También apareció un antiguo alumno, que me había visto anunciado en un cartel de la calle, y llevó prácticamente a rastras a su novia, que acababa de salir de currar del Corte Inglés.
Durante la contada, en mitad de un cuento de humor, me vino fuerte y nítido el recuerdo de la muerte de David. No creo que el público notase nada, pero a mí ese recuerdo, en lugar de sacarme del cuento me ayudó a darme cuenta de que no puedo perder la sonrisa y creo que después de la contada me sentía bastante mejor. El público había pasado un buen rato, pero el que había salido ganando era yo, porque los cuentos son poderosos como la luz y pueden alumbrar con una sonrisa hasta los peores momentos.

Adiós, David

A veces uno escribe como si no supiese que un pobre loco ha matado a más de treinta estudiantes en Virginia o que en Bagdad mueren cien personas día sí y día también, pero de repente la
muerte llama a tu puerta o, mejor dicho, a la puerta de al lado y te derrumba la casa.
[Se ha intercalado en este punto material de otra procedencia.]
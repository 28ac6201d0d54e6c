//! Task domain model.
//!
//! A task is an atomic unit of TDD work produced by the decomposition
//! pipeline. Tasks form a DAG keyed by `key` (not `id`): `depends_on` holds
//! the string keys of prerequisite tasks, which must all be `Complete`
//! before this task becomes claimable.

use chrono::{DateTime, Utc};
use serde::{Deserialize, Serialize};
use std::collections::HashSet;

/// Status of a task in the TDD execution pipeline.
#[derive(Debug, Clone, Copy, PartialEq, Eq, Hash, Serialize, Deserialize)]
#[serde(rename_all = "snake_case")]
pub enum TaskStatus {
    /// Waiting on dependencies, or freshly decomposed.
    Pending,
    /// Claimed by a worker and actively moving through pipeline stages.
    InProgress,
    /// All stages passed; commit recorded.
    Complete,
    /// A fatal-to-task error released the task without completion.
    Blocked,
    /// Static review (lint/AST on the test file) rejected the task and the
    /// static-review circuit breaker was open.
    BlockedStaticReview,
}

impl TaskStatus {
    pub fn as_str(&self) -> &'static str {
        match self {
            Self::Pending => "pending",
            Self::InProgress => "in_progress",
            Self::Complete => "complete",
            Self::Blocked => "blocked",
            Self::BlockedStaticReview => "blocked-static-review",
        }
    }

    #[allow(clippy::should_implement_trait)]
    pub fn from_str(s: &str) -> Option<Self> {
        match s {
            "pending" => Some(Self::Pending),
            "in_progress" => Some(Self::InProgress),
            "complete" => Some(Self::Complete),
            "blocked" => Some(Self::Blocked),
            "blocked-static-review" => Some(Self::BlockedStaticReview),
            _ => None,
        }
    }

    pub fn is_terminal(&self) -> bool {
        matches!(self, Self::Complete | Self::Blocked | Self::BlockedStaticReview)
    }
}

/// Complexity classification; selects the LM model class for a task's
/// stages (escalated on GREEN retry, see `services::tdd_pipeline`).
#[derive(Debug, Clone, Copy, PartialEq, Eq, Serialize, Deserialize)]
#[serde(rename_all = "snake_case")]
pub enum Complexity {
    Low,
    Medium,
    High,
}

impl Complexity {
    pub fn as_str(&self) -> &'static str {
        match self {
            Self::Low => "low",
            Self::Medium => "medium",
            Self::High => "high",
        }
    }

    #[allow(clippy::should_implement_trait)]
    pub fn from_str(s: &str) -> Option<Self> {
        match s {
            "low" => Some(Self::Low),
            "medium" => Some(Self::Medium),
            "high" => Some(Self::High),
            _ => None,
        }
    }

    /// Escalate to the next-strongest model class, saturating at `High`.
    pub fn escalate(self) -> Self {
        match self {
            Self::Low => Self::Medium,
            Self::Medium | Self::High => Self::High,
        }
    }
}

impl Default for Complexity {
    fn default() -> Self {
        Self::Medium
    }
}

/// What kind of TDD work this task represents.
#[derive(Debug, Clone, Copy, PartialEq, Eq, Serialize, Deserialize)]
#[serde(rename_all = "snake_case")]
pub enum TaskType {
    /// Full RED -> GREEN -> VERIFY cycle.
    Implement,
    /// Skips RED/GREEN; runs VERIFY -> (FIX -> RE_VERIFY) only. Produced
    /// either by the decomposition pipeline's overlap detector, or chosen
    /// directly for tasks whose implementation is expected to pre-exist.
    VerifyOnly,
}

impl TaskType {
    pub fn as_str(&self) -> &'static str {
        match self {
            Self::Implement => "implement",
            Self::VerifyOnly => "verify-only",
        }
    }

    #[allow(clippy::should_implement_trait)]
    pub fn from_str(s: &str) -> Option<Self> {
        match s {
            "implement" => Some(Self::Implement),
            "verify-only" => Some(Self::VerifyOnly),
            _ => None,
        }
    }
}

impl Default for TaskType {
    fn default() -> Self {
        Self::Implement
    }
}

/// A discrete unit of TDD work.
#[derive(Debug, Clone, PartialEq, Serialize, Deserialize)]
pub struct Task {
    /// Surrogate id, assigned by the store on insert. `0` before insert.
    pub id: i64,
    /// Globally unique stable identifier, e.g. `API-TDD-07-03`.
    pub key: String,
    pub title: String,
    pub goal: String,
    pub phase: i64,
    pub sequence: i64,
    pub status: TaskStatus,
    pub complexity: Complexity,
    pub task_type: TaskType,
    pub test_file: String,
    pub impl_file: String,
    /// Task keys that must be `Complete` before this task is claimable.
    pub depends_on: Vec<String>,
    pub acceptance_criteria: Vec<String>,
    pub module_exports: Vec<String>,
    pub verify_command: Option<String>,
    pub done_criteria: Option<String>,
    pub implementation_hints: Option<String>,
    pub claimed_by: Option<i64>,
    pub claim_expires_at: Option<DateTime<Utc>>,
    pub version: i64,
    pub created_at: DateTime<Utc>,
    pub updated_at: DateTime<Utc>,
}

impl Task {
    /// Create a new, unsubmitted task (`id = 0`, `version = 1`).
    pub fn new(key: impl Into<String>, title: impl Into<String>, goal: impl Into<String>) -> Self {
        let now = Utc::now();
        Self {
            id: 0,
            key: key.into(),
            title: title.into(),
            goal: goal.into(),
            phase: 0,
            sequence: 0,
            status: TaskStatus::Pending,
            complexity: Complexity::default(),
            task_type: TaskType::default(),
            test_file: String::new(),
            impl_file: String::new(),
            depends_on: Vec::new(),
            acceptance_criteria: Vec::new(),
            module_exports: Vec::new(),
            verify_command: None,
            done_criteria: None,
            implementation_hints: None,
            claimed_by: None,
            claim_expires_at: None,
            version: 1,
            created_at: now,
            updated_at: now,
        }
    }

    pub fn with_phase(mut self, phase: i64, sequence: i64) -> Self {
        self.phase = phase;
        self.sequence = sequence;
        self
    }

    pub fn with_files(mut self, test_file: impl Into<String>, impl_file: impl Into<String>) -> Self {
        self.test_file = test_file.into();
        self.impl_file = impl_file.into();
        self
    }

    pub fn with_dependency(mut self, key: impl Into<String>) -> Self {
        let key = key.into();
        if !self.depends_on.contains(&key) && key != self.key {
            self.depends_on.push(key);
        }
        self
    }

    pub fn with_complexity(mut self, complexity: Complexity) -> Self {
        self.complexity = complexity;
        self
    }

    pub fn with_task_type(mut self, task_type: TaskType) -> Self {
        self.task_type = task_type;
        self
    }

    /// Whether this task is claimable given the set of currently-complete
    /// task keys and the current time (used to detect stale claims).
    pub fn is_claimable(&self, complete_keys: &HashSet<String>, now: DateTime<Utc>) -> bool {
        if self.status != TaskStatus::Pending && self.status != TaskStatus::InProgress {
            return false;
        }
        let deps_satisfied = self.depends_on.iter().all(|d| complete_keys.contains(d));
        if !deps_satisfied {
            return false;
        }
        match self.status {
            TaskStatus::Pending => self.claimed_by.is_none(),
            TaskStatus::InProgress => self
                .claim_expires_at
                .map(|exp| exp < now)
                .unwrap_or(true),
            _ => false,
        }
    }

    pub fn validate(&self) -> Result<(), String> {
        if self.key.trim().is_empty() {
            return Err("task key cannot be empty".to_string());
        }
        if self.title.trim().is_empty() {
            return Err("task title cannot be empty".to_string());
        }
        if self.depends_on.contains(&self.key) {
            return Err("task cannot depend on itself".to_string());
        }
        Ok(())
    }
}

#[cfg(test)]
mod tests {
    use super::*;
    use chrono::Duration;

    #[test]
    fn new_task_is_pending_and_unclaimed() {
        let t = Task::new("API-01", "Title", "Goal");
        assert_eq!(t.status, TaskStatus::Pending);
        assert!(t.claimed_by.is_none());
        assert_eq!(t.version, 1);
    }

    #[test]
    fn claimable_requires_dependencies_complete() {
        let t = Task::new("API-02", "Title", "Goal").with_dependency("API-01");
        let now = Utc::now();
        assert!(!t.is_claimable(&HashSet::new(), now));

        let mut complete = HashSet::new();
        complete.insert("API-01".to_string());
        assert!(t.is_claimable(&complete, now));
    }

    #[test]
    fn stale_in_progress_is_reclaimable() {
        let mut t = Task::new("API-03", "Title", "Goal");
        t.status = TaskStatus::InProgress;
        t.claimed_by = Some(1);
        t.claim_expires_at = Some(Utc::now() - Duration::seconds(5));
        assert!(t.is_claimable(&HashSet::new(), Utc::now()));

        t.claim_expires_at = Some(Utc::now() + Duration::seconds(60));
        assert!(!t.is_claimable(&HashSet::new(), Utc::now()));
    }

    #[test]
    fn self_dependency_is_invalid() {
        let t = Task::new("API-04", "Title", "Goal").with_dependency("API-04");
        assert!(t.validate().is_err());
    }

    #[test]
    fn complexity_escalates_and_saturates() {
        assert_eq!(Complexity::Low.escalate(), Complexity::Medium);
        assert_eq!(Complexity::Medium.escalate(), Complexity::High);
        assert_eq!(Complexity::High.escalate(), Complexity::High);
    }

    #[test]
    fn status_round_trips_through_str() {
        for s in [
            TaskStatus::Pending,
            TaskStatus::InProgress,
            TaskStatus::Complete,
            TaskStatus::Blocked,
            TaskStatus::BlockedStaticReview,
        ] {
            assert_eq!(TaskStatus::from_str(s.as_str()), Some(s));
        }
    }
}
Ayer a las 22.00 recibí un confuso mensaje: David, trece años, sonrisa permantente y alma llena de granos, estaba grave. Un accidente en casa, coma profundo, ingreso en el hospital… A las 00.30 me despertaron del sueño, que entre oraciones y temores todavía no había podido conciliar, diciéndome que había fallecido.
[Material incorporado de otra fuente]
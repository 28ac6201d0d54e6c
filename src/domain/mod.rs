//! Domain layer: task/attempt/worker/run/circuit-breaker records and the
//! ports (traits) external collaborators must implement.

pub mod errors;
pub mod models;
pub mod ports;

pub use errors::{DomainError, DomainResult};
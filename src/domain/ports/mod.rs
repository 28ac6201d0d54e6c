//! Ports: trait abstractions at the boundary between the core pipeline and
//! external collaborators (the store, verifier tools, the LM transport).

pub mod lm_transport;
pub mod task_store;
pub mod verifier_tools;

pub use lm_transport::{LmTransport, StreamOptions};
pub use task_store::TaskStore;
pub use verifier_tools::{LintResult, TestRunResult, TypeCheckResult, VerifierTools};
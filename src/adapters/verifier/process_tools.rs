//! Subprocess-backed `VerifierTools` implementation. Shells out to the
//! resolved pytest/ruff/mypy binaries via direct argv invocation — never a
//! shell — mirroring the teacher's overseer process-invocation pattern.

use async_trait::async_trait;
use std::path::Path;
use std::time::Duration;
use tokio::process::Command;

use crate::adapters::verifier::ast_heuristics::check_ast as heuristic_check_ast;
use crate::adapters::verifier::tool_resolver::ToolResolver;
use crate::domain::errors::{DomainError, DomainResult};
use crate::domain::models::AstViolation;
use crate::domain::ports::verifier_tools::{LintResult, TestRunResult, TypeCheckResult, VerifierTools};

pub struct ProcessVerifierTools {
    resolver: ToolResolver,
}

impl ProcessVerifierTools {
    pub fn new(resolver: ToolResolver) -> Self {
        Self { resolver }
    }

    fn resolve_or_missing(&self, tool: &str) -> DomainResult<std::path::PathBuf> {
        self.resolver.resolve(tool).ok_or_else(|| DomainError::VerifierToolMissing(tool.to_string()))
    }
}

fn is_python_file(file: &str) -> bool {
    file.ends_with(".py")
}

#[async_trait]
impl VerifierTools for ProcessVerifierTools {
    #[tracing::instrument(skip(self), err)]
    async fn run_tests(&self, files: &[String], cwd: &str, timeout: Duration) -> DomainResult<TestRunResult> {
        let pytest = self.resolve_or_missing("pytest")?;
        let output = tokio::time::timeout(
            timeout,
            Command::new(&pytest).args(files).current_dir(cwd).output(),
        )
        .await
        .map_err(|_| DomainError::StageTimeout(timeout.as_secs()))?
        .map_err(|e| DomainError::VerifierToolMissing(format!("pytest: {e}")))?;

        let stdout = String::from_utf8_lossy(&output.stdout).to_string();
        let stderr = String::from_utf8_lossy(&output.stderr).to_string();
        let failures = stdout
            .lines()
            .filter(|l| l.trim_start().starts_with("FAILED "))
            .map(|l| l.trim_start().trim_start_matches("FAILED ").to_string())
            .collect();

        Ok(TestRunResult {
            exit_code: output.status.code().unwrap_or(-1),
            stdout,
            stderr,
            failures,
        })
    }

    async fn run_linter(&self, file: &str, cwd: &str) -> DomainResult<LintResult> {
        if !is_python_file(file) {
            return Ok(LintResult { exit_code: 0, stdout: String::new(), stderr: String::new() });
        }
        let ruff = self.resolve_or_missing("ruff")?;
        let output = Command::new(&ruff)
            .arg("check")
            .arg(file)
            .current_dir(cwd)
            .output()
            .await
            .map_err(|e| DomainError::VerifierToolMissing(format!("ruff: {e}")))?;

        Ok(LintResult {
            exit_code: output.status.code().unwrap_or(-1),
            stdout: String::from_utf8_lossy(&output.stdout).to_string(),
            stderr: String::from_utf8_lossy(&output.stderr).to_string(),
        })
    }

    async fn run_type_checker(&self, file: &str, cwd: &str) -> DomainResult<TypeCheckResult> {
        if !is_python_file(file) {
            return Ok(TypeCheckResult { exit_code: 0, stdout: String::new(), stderr: String::new() });
        }
        let mypy = self.resolve_or_missing("mypy")?;
        let output = Command::new(&mypy)
            .arg(file)
            .current_dir(cwd)
            .output()
            .await
            .map_err(|e| DomainError::VerifierToolMissing(format!("mypy: {e}")))?;

        Ok(TypeCheckResult {
            exit_code: output.status.code().unwrap_or(-1),
            stdout: String::from_utf8_lossy(&output.stdout).to_string(),
            stderr: String::from_utf8_lossy(&output.stderr).to_string(),
        })
    }

    async fn check_ast(&self, file: &str) -> DomainResult<Vec<AstViolation>> {
        if !is_python_file(file) {
            return Ok(Vec::new());
        }
        let contents = tokio::fs::read_to_string(Path::new(file))
            .await
            .map_err(|_| DomainError::FileMissing(file.to_string()))?;
        Ok(heuristic_check_ast(file, &contents))
    }

    async fn check_import(&self, module: &str, symbol: Option<&str>, cwd: &str) -> DomainResult<bool> {
        let python = self.resolve_or_missing("python")?;
        let snippet = match symbol {
            Some(symbol) => format!(
                "import importlib, sys; m = importlib.import_module('{module}'); sys.exit(0 if hasattr(m, '{symbol}') else 1)"
            ),
            None => format!("import importlib; importlib.import_module('{module}')"),
        };
        let output = Command::new(&python)
            .arg("-c")
            .arg(&snippet)
            .current_dir(cwd)
            .output()
            .await
            .map_err(|e| DomainError::VerifierToolMissing(format!("python: {e}")))?;
        Ok(output.status.success())
    }
}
Sientes que algo se ha derrumbado, pero no sabes muy bien qué. Ni siquiera te acuden las lágrimas a los ojos, quizá porque hace tanto de la última vez que ya no recuerdan el camino. Me vestí y bajé a la calle a esperar que me recogiesen mi hermana y mi cuñado para ir al Gregorio Marañón. Mientras esperaba, el peso
se iba haciendo más insoportable, ciertas ganas de vomitar, algunos golpes inútiles o patadas a las ruedas de los coches aparcados y una angustiosa búsqueda de recuerdos.
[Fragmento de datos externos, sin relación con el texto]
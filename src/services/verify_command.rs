//! `verify_command` runner (spec §4.9.3): POSIX-shell-style, quoting-aware
//! tokenization of a task's optional `verify_command` string, an allowlist
//! check, and direct argv execution (never through a shell).

use thiserror::Error;
use tokio::process::Command;

use crate::adapters::verifier::tool_resolver::ToolResolver;

const ALLOWLIST: &[&str] = &["pytest", "python", "ruff", "mypy", "pip"];

#[derive(Debug, Error, PartialEq, Eq)]
pub enum VerifyCommandError {
    #[error("unterminated quote in verify_command")]
    UnterminatedQuote,
    #[error("empty verify_command")]
    Empty,
    #[error("command '{0}' is not in the allowlist {ALLOWLIST:?}")]
    NotAllowlisted(String),
}

/// Quoting-aware POSIX-shell-style tokenizer. Supports single and double
/// quotes and backslash escapes; does not support shell expansion,
/// pipelines, or redirection (none of which are valid here).
pub fn tokenize(command: &str) -> Result<Vec<String>, VerifyCommandError> {
    let mut tokens = Vec::new();
    let mut current = String::new();
    let mut in_token = false;
    let mut chars = command.chars().peekable();

    while let Some(c) = chars.next() {
        match c {
            ' ' | '\t' if !in_token => continue,
            ' ' | '\t' => {
                tokens.push(std::mem::take(&mut current));
                in_token = false;
            }
            '\'' => {
                in_token = true;
                for inner in chars.by_ref() {
                    if inner == '\'' {
                        break;
                    }
                    current.push(inner);
                }
            }
            '"' => {
                in_token = true;
                loop {
                    match chars.next() {
                        Some('"') => break,
                        Some('\\') if matches!(chars.peek(), Some('"') | Some('\\')) => {
                            current.push(chars.next().unwrap());
                        }
                        Some(inner) => current.push(inner),
                        None => return Err(VerifyCommandError::UnterminatedQuote),
                    }
                }
            }
            '\\' if chars.peek().is_some() => {
                in_token = true;
                current.push(chars.next().unwrap());
            }
            other => {
                in_token = true;
                current.push(other);
            }
        }
    }
    if in_token {
        tokens.push(current);
    }
    Ok(tokens)
}

/// Strip conventional wrapper prefixes (`uv run`, `.venv/bin/`) so the
/// allowlist check and the executed argv agree on the underlying tool
/// name. Does not touch flags like `python -m <module>` — those are part
/// of the actual argv and must reach the process unmodified.
fn strip_wrapper_prefixes(mut tokens: Vec<String>) -> Vec<String> {
    if tokens.len() >= 2 && tokens[0] == "uv" && tokens[1] == "run" {
        tokens.drain(0..2);
    }
    if let Some(first) = tokens.first_mut() {
        if let Some(stripped) = first.strip_prefix(".venv/bin/") {
            *first = stripped.to_string();
        }
    }
    tokens
}

/// Result of a `verify_command` invocation.
#[derive(Debug, Clone, Default)]
pub struct VerifyCommandResult {
    pub exit_code: i32,
    pub stdout: String,
    pub stderr: String,
}

/// Parse and run a task's `verify_command` string. Log-only: callers never
/// block the pipeline on the result (spec §4.5 "post_verify_checks").
///
/// `resolver` resolves the tool to its configured venv path (spec §5 "Tool
/// path resolution"); the program is never looked up on `PATH`.
pub async fn run_verify_command(
    command: &str,
    cwd: &str,
    resolver: &ToolResolver,
) -> Result<VerifyCommandResult, VerifyCommandError> {
    let tokens = tokenize(command)?;
    if tokens.is_empty() {
        return Err(VerifyCommandError::Empty);
    }
    let tokens = strip_wrapper_prefixes(tokens);
    let program = tokens.first().cloned().ok_or(VerifyCommandError::Empty)?;
    if !ALLOWLIST.contains(&program.as_str()) {
        return Err(VerifyCommandError::NotAllowlisted(program));
    }
    let resolved = resolver.resolve(&program).ok_or_else(|| VerifyCommandError::NotAllowlisted(program.clone()))?;

    let output = Command::new(&resolved)
        .args(&tokens[1..])
        .current_dir(cwd)
        .output()
        .await
        .map_err(|_| VerifyCommandError::NotAllowlisted(program))?;

    Ok(VerifyCommandResult {
        exit_code: output.status.code().unwrap_or(-1),
        stdout: String::from_utf8_lossy(&output.stdout).to_string(),
        stderr: String::from_utf8_lossy(&output.stderr).to_string(),
    })
}

#[cfg(test)]
mod tests {
    use super::*;

    #[test]
    fn tokenizes_simple_command() {
        assert_eq!(tokenize("pytest tests/test_foo.py -v").unwrap(), vec!["pytest", "tests/test_foo.py", "-v"]);
    }

    #[test]
    fn tokenizes_quoted_arguments_with_spaces() {
        let tokens = tokenize(r#"pytest -k "test with spaces""#).unwrap();
        assert_eq!(tokens, vec!["pytest", "-k", "test with spaces"]);
    }

    #[test]
    fn unterminated_quote_is_rejected() {
        assert_eq!(tokenize("pytest \"unterminated"), Err(VerifyCommandError::UnterminatedQuote));
    }

    #[test]
    fn strips_uv_run_and_venv_prefixes_but_preserves_module_flag() {
        let tokens = strip_wrapper_prefixes(vec!["uv".into(), "run".into(), "pytest".into()]);
        assert_eq!(tokens, vec!["pytest"]);

        let tokens = strip_wrapper_prefixes(vec![".venv/bin/pytest".into()]);
        assert_eq!(tokens, vec!["pytest"]);

        let tokens = strip_wrapper_prefixes(vec!["python".into(), "-m".into(), "pytest".into(), "tests/".into()]);
        assert_eq!(tokens, vec!["python", "-m", "pytest", "tests/"]);
    }

    #[tokio::test]
    async fn rejects_non_allowlisted_command() {
        let resolver = ToolResolver::new("/nonexistent/venv");
        let err = run_verify_command("rm -rf /", "/tmp", &resolver).await.unwrap_err();
        assert_eq!(err, VerifyCommandError::NotAllowlisted("rm".to_string()));
    }

    #[tokio::test]
    async fn empty_command_is_rejected() {
        let resolver = ToolResolver::new("/nonexistent/venv");
        let err = run_verify_command("   ", "/tmp", &resolver).await.unwrap_err();
        assert_eq!(err, VerifyCommandError::Empty);
    }

    #[tokio::test]
    async fn resolves_program_through_tool_resolver_not_path() {
        // An allowlisted program name that cannot resolve under a bogus
        // venv must fail as not-allowlisted rather than silently falling
        // back to a PATH lookup.
        let resolver = ToolResolver::new("/nonexistent/venv");
        let err = run_verify_command("pytest tests/", "/tmp", &resolver).await.unwrap_err();
        assert_eq!(err, VerifyCommandError::NotAllowlisted("pytest".to_string()));
    }

    #[tokio::test]
    async fn module_invocation_preserves_dash_m_flag_in_executed_argv() {
        let dir = tempfile::tempdir().unwrap();
        let bin_dir = dir.path().join("bin");
        tokio::fs::create_dir_all(&bin_dir).await.unwrap();
        let script = bin_dir.join("python");
        tokio::fs::write(&script, "#!/bin/sh\necho \"$@\"\n").await.unwrap();
        #[cfg(unix)]
        {
            use std::os::unix::fs::PermissionsExt;
            let mut perms = tokio::fs::metadata(&script).await.unwrap().permissions();
            perms.set_mode(0o755);
            tokio::fs::set_permissions(&script, perms).await.unwrap();
        }

        let resolver = ToolResolver::new(dir.path());
        let result = run_verify_command("python -m pytest tests/", "/tmp", &resolver).await.unwrap();
        assert_eq!(result.stdout.trim(), "-m pytest tests/");
    }
}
A David lo conocí, si no me equivoco, un verano en Galicia, cuando él apenas contaba con tres o cuatro años. Después he tratado mucho con él y con su familia y el año pasado compartimos juntos tantos planes en la asociación juvenil en la que colaboro por las tardes.

De pronto uno entiende mejor la elegía a Ramón Sijé de Miguel Hernández, que ha recitado tantas veces y los versos duelen de veras: «(…) un manotazo duro, un golpe helado,/ un hachazo invisible y homicida,/ un empujón brutal te ha derribado./ No hay extensión más grande que mi herida,/ lloro mi desventura
y sus conjuntos/ y siento más tu muerte que mi vida./ Ando sobre rastrojos de difuntos/ y sin calor de nadie y sin consuelo/ voy de mi corazón a mis asuntos./ Temprano levantó la muerte el vuelo,/ temprano madrugó la madrugada,/ temprano estás rodando por el suelo (…)». Sin embargo, a mí, a diferencia de a Miguel Hernández, me queda el recurso de la fe y rezo y protesto y me quejo y le preguntó a Dios por qué no ha hecho nada para evitar
que se corte el frágil hilo de la vida. Y me encaro con D. Pilé, un cura amigo que murió hace apenas dos semanas y al que le encomendaba el milagro. Porque creo en los milagros, aunque casi nunca se produzcan.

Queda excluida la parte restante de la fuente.